Wiring up the Amplifier is a skill you will need repeatedly. Once you get the basic wiring sorted, there are lots of reasonable solutions to select amplifier gains and ADC input ranges for thermocouple and other signals, but they need to match up. (video 4:07)

Using a lower value for the pseudoground allows for more range on the positive side of the scale, which makes sense as this load cell is almost never in compression. (video 2:43)

When the bridge has the same power supply as the ADC reference they will both go up and down proportionally to the power supply source. By choosing  wisely, we can get the variations to cancel out of the calibration process. (video 5:47)

Checking the Gain

We’ll find some errors when we check the gain on this amplifier circuit with a 56 ohm gain resistor. It should be 1075, but we only get 1060 when we measure. By measuring the gain explicitly we can improve our accuracy by about 1.5%. You will need to choose an appropriate gain for your amplifier to maximize the output signal while still staying below the saturation limit of the amplifier.The low resistance gives a high gain, but is affected by the variable resistance of the breadboard connections. (video 5:32)

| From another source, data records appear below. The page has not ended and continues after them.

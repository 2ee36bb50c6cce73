//! Fits every candidate, scores it on the held-out split and keeps the best.

use tracing::info;

use crate::artifacts::{self, ArtifactPaths};
use crate::config::Config;
use crate::dataset::{self, CorpusRow, Label};
use crate::error::{Error, Result};
use crate::heatmap;
use crate::metrics::{self, EvaluationRecord};
use crate::model::{Model, ModelKind};
use crate::tfidf::TfidfVectorizer;

#[derive(Debug, Clone)]
pub struct TrainOptions {
    pub test_ratio: f64,
    pub seed: u64,
}

impl Default for TrainOptions {
    fn default() -> Self {
        Self {
            test_ratio: 0.2,
            seed: 42,
        }
    }
}

/// Outcome of a training run. `records` keeps candidate order.
#[derive(Debug)]
pub struct TrainingReport {
    pub records: Vec<EvaluationRecord>,
    pub best: usize,
    pub vectorizer: TfidfVectorizer,
    pub model: Model,
}

impl TrainingReport {
    pub fn best_record(&self) -> &EvaluationRecord {
        &self.records[self.best]
    }
}

/// Index of the highest F1. Ties go to the earliest record.
pub fn select_best(records: &[EvaluationRecord]) -> Option<usize> {
    let mut best: Option<usize> = None;
    for (i, record) in records.iter().enumerate() {
        match best {
            Some(b) if records[b].f1 >= record.f1 => {}
            _ => best = Some(i),
        }
    }
    best
}

/// Splits the corpus, fits the vectorizer on the training half, then fits and
/// evaluates each candidate in [`ModelKind::ALL`] order.
pub fn train(corpus: &[CorpusRow], options: &TrainOptions) -> Result<TrainingReport> {
    if corpus.is_empty() {
        return Err(Error::Training("corpus is empty".to_string()));
    }

    let split = dataset::train_test_split(corpus, options.test_ratio, options.seed);
    info!(
        "🧠 Training on {} rows, evaluating on {} rows",
        split.train.len(),
        split.test.len()
    );

    let train_text: Vec<&str> = split.train.iter().map(|r| r.text.as_str()).collect();
    let test_text: Vec<&str> = split.test.iter().map(|r| r.text.as_str()).collect();
    let y_train: Vec<Label> = split.train.iter().map(|r| r.label).collect();
    let y_test: Vec<Label> = split.test.iter().map(|r| r.label).collect();

    let vectorizer = TfidfVectorizer::fit(&train_text)?;
    let x_train = vectorizer.transform_all(&train_text);
    let x_test = vectorizer.transform_all(&test_text);

    let mut records = Vec::with_capacity(ModelKind::ALL.len());
    let mut models = Vec::with_capacity(ModelKind::ALL.len());
    for kind in ModelKind::ALL {
        let model = kind.fit(&x_train, &y_train, options.seed)?;
        let predicted = model.predict_all(&x_test);
        let record = metrics::evaluate(kind.name(), &y_test, &predicted);
        info!("{}: acc={:.4} f1={:.4}", record.model, record.accuracy, record.f1);
        records.push(record);
        models.push(model);
    }

    let best = select_best(&records)
        .ok_or_else(|| Error::Training("no candidate models".to_string()))?;
    let model = models.swap_remove(best);
    info!("Best model by F1: {} (f1={:.4})", records[best].model, records[best].f1);

    Ok(TrainingReport {
        records,
        best,
        vectorizer,
        model,
    })
}

/// End-to-end training step: corpus → report → heatmap + artifacts.
pub fn run(config: &Config) -> Result<TrainingReport> {
    let corpus = dataset::load_corpus(&config.dataset.csv_path, &config.dataset.sample_path)?;
    let options = TrainOptions {
        test_ratio: config.training.test_ratio,
        seed: config.training.seed,
    };
    let report = train(&corpus, &options)?;

    heatmap::render(&report.records, &config.training.heatmap_path)?;
    artifacts::save(
        &ArtifactPaths::from(&config.artifacts),
        &report.vectorizer,
        &report.model,
    )?;
    Ok(report)
}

Amplification Alternatives

If you are looking for a cheaper, but more complicated approach than using our favourite INA125 Instrumentation Amplifier, you could try the approaches below. You might want to get help from a friend in electrical engineering.

This tutorial shows how to turn an NPN transistor into a low gain common emitter amplifier, perhaps as a preamplifier for an audio signal. This is inexpensive and leads in an electrical engineering direction.

This application note from Analog Devices shows how to use an op amp as a preamplifier for a MEMS microphone. Careful balancing will be required to control DC offset.